Coroner finds Eve Brown’s death at Lightning Ridge was preventable

Coroner finds Eve Brown’s death at Lightning Ridge was preventable Image: Angie Brown

A NSW coroner has found the death of First Nations woman Eve Brown at Lightning Ridge was preventable, handing down findings that are likely to deepen concerns about the standard of health care available in remote communities. Brown, a 42-year-old mother of three, died in July 2021 while waiting to be transferred from the Lightning Ridge Multi-Purpose Centre to Dubbo Base Hospital. The findings matter well beyond one case, because they go directly to the question of whether people in regional and remote Australia are receiving timely and safe care when serious conditions emerge.

The inquest heard Brown first presented to the centre on 1 July 2021 and was treated for a suspected urinary tract infection. Her condition deteriorated through the night. By the time a flight transfer was arranged the following day, it was too late. She went into cardiac arrest before she could be moved and was declared dead at 1.30pm. An autopsy found she died from hypovolaemic shock caused by a ruptured splenic haematoma in the setting of urosepsis.

Deputy State Coroner Harriet Grahame found Brown should have been reviewed earlier and transferred sooner. In one of the most significant conclusions in the case, the coroner found that, had her transfer been expedited earlier, it was “more probable than not” that she would have survived. The findings also pointed to broader systemic issues in small rural facilities, including delayed escalation, the limits of local diagnostic capacity and failures in recognising the urgency of Brown’s condition.

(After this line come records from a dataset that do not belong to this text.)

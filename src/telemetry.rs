//! Telemetry metric name constants.
//!
//! Centralised metric names for heimdall operations. Consumers install
//! their own `metrics` recorder (e.g. prometheus, statsd); without a
//! recorder installed, all metric calls are no-ops.
//!
//! # Metric naming conventions
//!
//! All metrics are prefixed with `heimdall_`. Counters end in `_total`,
//! histograms use meaningful units (e.g. `_seconds`).
//!
//! # Common labels
//!
//! - `status` — outcome: "ok" or "error"
//! - `direction` — token direction: "prompt" or "completion"
//! - `reason` — admission rejection window: "minute" or "day"

/// Total completion requests dispatched through the gateway.
///
/// Labels: `status` ("ok" | "error" | "cached").
pub const REQUESTS_TOTAL: &str = "heimdall_requests_total";

/// Provider request duration in seconds.
pub const REQUEST_DURATION_SECONDS: &str = "heimdall_request_duration_seconds";

/// Total requests rejected by admission control.
///
/// Labels: `reason` ("minute" | "day").
pub const ADMISSION_REJECTIONS_TOTAL: &str = "heimdall_admission_rejections_total";

/// Total requests rejected by the cost budget.
pub const BUDGET_REJECTIONS_TOTAL: &str = "heimdall_budget_rejections_total";

/// Total tokens consumed.
///
/// Labels: `direction` ("prompt" | "completion").
pub const TOKENS_TOTAL: &str = "heimdall_tokens_total";

/// Per-request provider cost in USD (histogram).
pub const COST_USD: &str = "heimdall_cost_usd";

/// Total response cache hits.
pub const CACHE_HITS_TOTAL: &str = "heimdall_cache_hits_total";

/// Total response cache misses.
pub const CACHE_MISSES_TOTAL: &str = "heimdall_cache_misses_total";

/// Total cache backend failures (degraded to miss / skipped store).
pub const CACHE_ERRORS_TOTAL: &str = "heimdall_cache_errors_total";
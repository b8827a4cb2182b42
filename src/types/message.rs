//! Message types for chat conversations

use serde::{Deserialize, Serialize};

/// Role of a message participant
#[derive(Debug, Clone, Copy, PartialEq, Eq, Hash, Serialize, Deserialize)]
#[serde(rename_all = "lowercase")]
pub enum Role {
    System,
    User,
    Assistant,
}

/// A chat message.
///
/// Immutable value; ordering within a conversation is significant and
/// participates in cache identity.
#[derive(Debug, Clone, PartialEq, Eq, Serialize, Deserialize)]
pub struct Message {
    pub role: Role,
    pub content: String,
}

impl Message {
    /// Create a system message
    pub fn system(content: impl Into<String>) -> Self {
        Self {
            role: Role::System,
            content: content.into(),
        }
    }

    /// Create a user message
    pub fn user(content: impl Into<String>) -> Self {
        Self {
            role: Role::User,
            content: content.into(),
        }
    }

    /// Create an assistant message
    pub fn assistant(content: impl Into<String>) -> Self {
        Self {
            role: Role::Assistant,
            content: content.into(),
        }
    }
}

The coroner recommended Western NSW Local Health District review procedures for assessment, escalation and training in smaller centres with fewer diagnostic resources. That includes better documentation and stronger systems for visiting medical officers and nurses managing deteriorating patients. The district has said it will consider the recommendations carefully.

Brown’s family has long argued that the case speaks to more than one tragic sequence of clinical decisions. Her sister’s statement (quoted in the findings) said the family wanted change because “we don’t want what happened to Eve to happen to anyone else”. The family’s legal representative described the case as raising profound questions about Indigenous health inequity, particularly in rural and remote communities.

The death has also reignited local calls for stronger medical infrastructure in Lightning Ridge. While some experts say a CT scanner may not be viable in every town, the inquest made clear that distance and under-resourcing cannot become an excuse for slower, lesser or riskier care. For Brown’s family, the findings are both a measure of accountability and a test of whether meaningful reform now follows.